→ WORK ITEM: Every line of the data must be set down exactly as shown.

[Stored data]
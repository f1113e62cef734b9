//! Decoded WXR records.

use once_cell::sync::Lazy;
use regex::Regex;
use serde::{Deserialize, Serialize};

/// One `<item>` of a WordPress export, reduced to the fields the converter
/// reads. Missing fields are empty strings.
#[derive(Debug, Clone, Default, PartialEq, Eq, Serialize, Deserialize)]
pub struct Item {
    pub title: String,
    /// Raw HTML body (`content:encoded`).
    pub content: String,
    /// `wp:post_date`, `YYYY-MM-DD HH:MM:SS` in the site's local time.
    pub post_date: String,
    /// `wp:status`: `publish`, `draft`, `trash`, …
    pub status: String,
    /// `wp:post_type`: `post`, `page`, `attachment`, `nav_menu_item`, …
    pub post_type: String,
    /// `wp:post_name`, the URL slug.
    pub post_name: String,
}

/// The two record types that produce output files.
#[derive(Debug, Clone, Copy, PartialEq, Eq, Serialize, Deserialize)]
#[serde(rename_all = "lowercase")]
pub enum ContentKind {
    Post,
    Page,
}

impl Item {
    /// `None` for attachments, menu items and every other non-content type.
    pub fn kind(&self) -> Option<ContentKind> {
        match self.post_type.as_str() {
            "post" => Some(ContentKind::Post),
            "page" => Some(ContentKind::Page),
            _ => None,
        }
    }

    pub fn is_trashed(&self) -> bool {
        self.status == "trash"
    }

    pub fn is_published(&self) -> bool {
        self.status == "publish"
    }

    /// The file-name stem: `post_name`, or the kebab-cased title when the
    /// export left the slug empty (drafts usually do).
    pub fn slug(&self) -> Option<String> {
        let name = self.post_name.trim();
        if !name.is_empty() {
            return Some(name.to_string());
        }
        let derived = kebab_case(&self.title);
        (!derived.is_empty()).then_some(derived)
    }
}

static RE_NON_ALNUM: Lazy<Regex> = Lazy::new(|| Regex::new(r"[^\p{Alphabetic}\p{N}]+").unwrap());

/// Lowercase, with every run of non-alphanumerics collapsed to one `-`.
pub fn kebab_case(s: &str) -> String {
    RE_NON_ALNUM
        .replace_all(&s.to_lowercase(), "-")
        .trim_matches('-')
        .to_string()
}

→ TASK ANSWER:
repository f1113e62cef734b9
//! Decoded WXR records.

use once_cell::sync::Lazy;
use regex::Regex;
use serde::{Deserialize, Serialize};

/// One `<item>` of a WordPress export, reduced to the fields the converter
/// reads. Missing fields are empty strings.
#[derive(Debug, Clone, Default, PartialEq, Eq, Serialize, Deserialize)]
pub struct Item {
    pub title: String,
    /// Raw HTML body (`content:encoded`).
    pub content: String,
    /// `wp:post_date`, `YYYY-MM-DD HH:MM:SS` in the site's local time.
    pub post_date: String,
    /// `wp:status`: `publish`, `draft`, `trash`, …
    pub status: String,
    /// `wp:post_type`: `post`, `page`, `attachment`, `nav_menu_item`, …
    pub post_type: String,
    /// `wp:post_name`, the URL slug.
    pub post_name: String,
}

/// The two record types that produce output files.
#[derive(Debug, Clone, Copy, PartialEq, Eq, Serialize, Deserialize)]
#[serde(rename_all = "lowercase")]
pub enum ContentKind {
    Post,
    Page,
}

impl Item {
    /// `None` for attachments, menu items and every other non-content type.
    pub fn kind(&self) -> Option<ContentKind> {
        match self.post_type.as_str() {
            "post" => Some(ContentKind::Post),
            "page" => Some(ContentKind::Page),
            _ => None,
        }
    }

    pub fn is_trashed(&self) -> bool {
        self.status == "trash"
    }

    pub fn is_published(&self) -> bool {
        self.status == "publish"
    }

    /// The file-name stem: `post_name`, or the kebab-cased title when the
    /// export left the slug empty (drafts usually do).
    pub fn slug(&self) -> Option<String> {
        let name = self.post_name.trim();
        if !name.is_empty() {
            return Some(name.to_string());
        }
        let derived = kebab_case(&self.title);
        (!derived.is_empty()).then_some(derived)
    }
}

static RE_NON_ALNUM: Lazy<Regex> = Lazy::new(|| Regex::new(r"[^\p{Alphabetic}\p{N}]+").unwrap());

/// Lowercase, with every run of non-alphanumerics collapsed to one `-`.
pub fn kebab_case(s: &str) -> String {
    RE_NON_ALNUM
        .replace_all(&s.to_lowercase(), "-")
        .trim_matches('-')
        .to_string()
}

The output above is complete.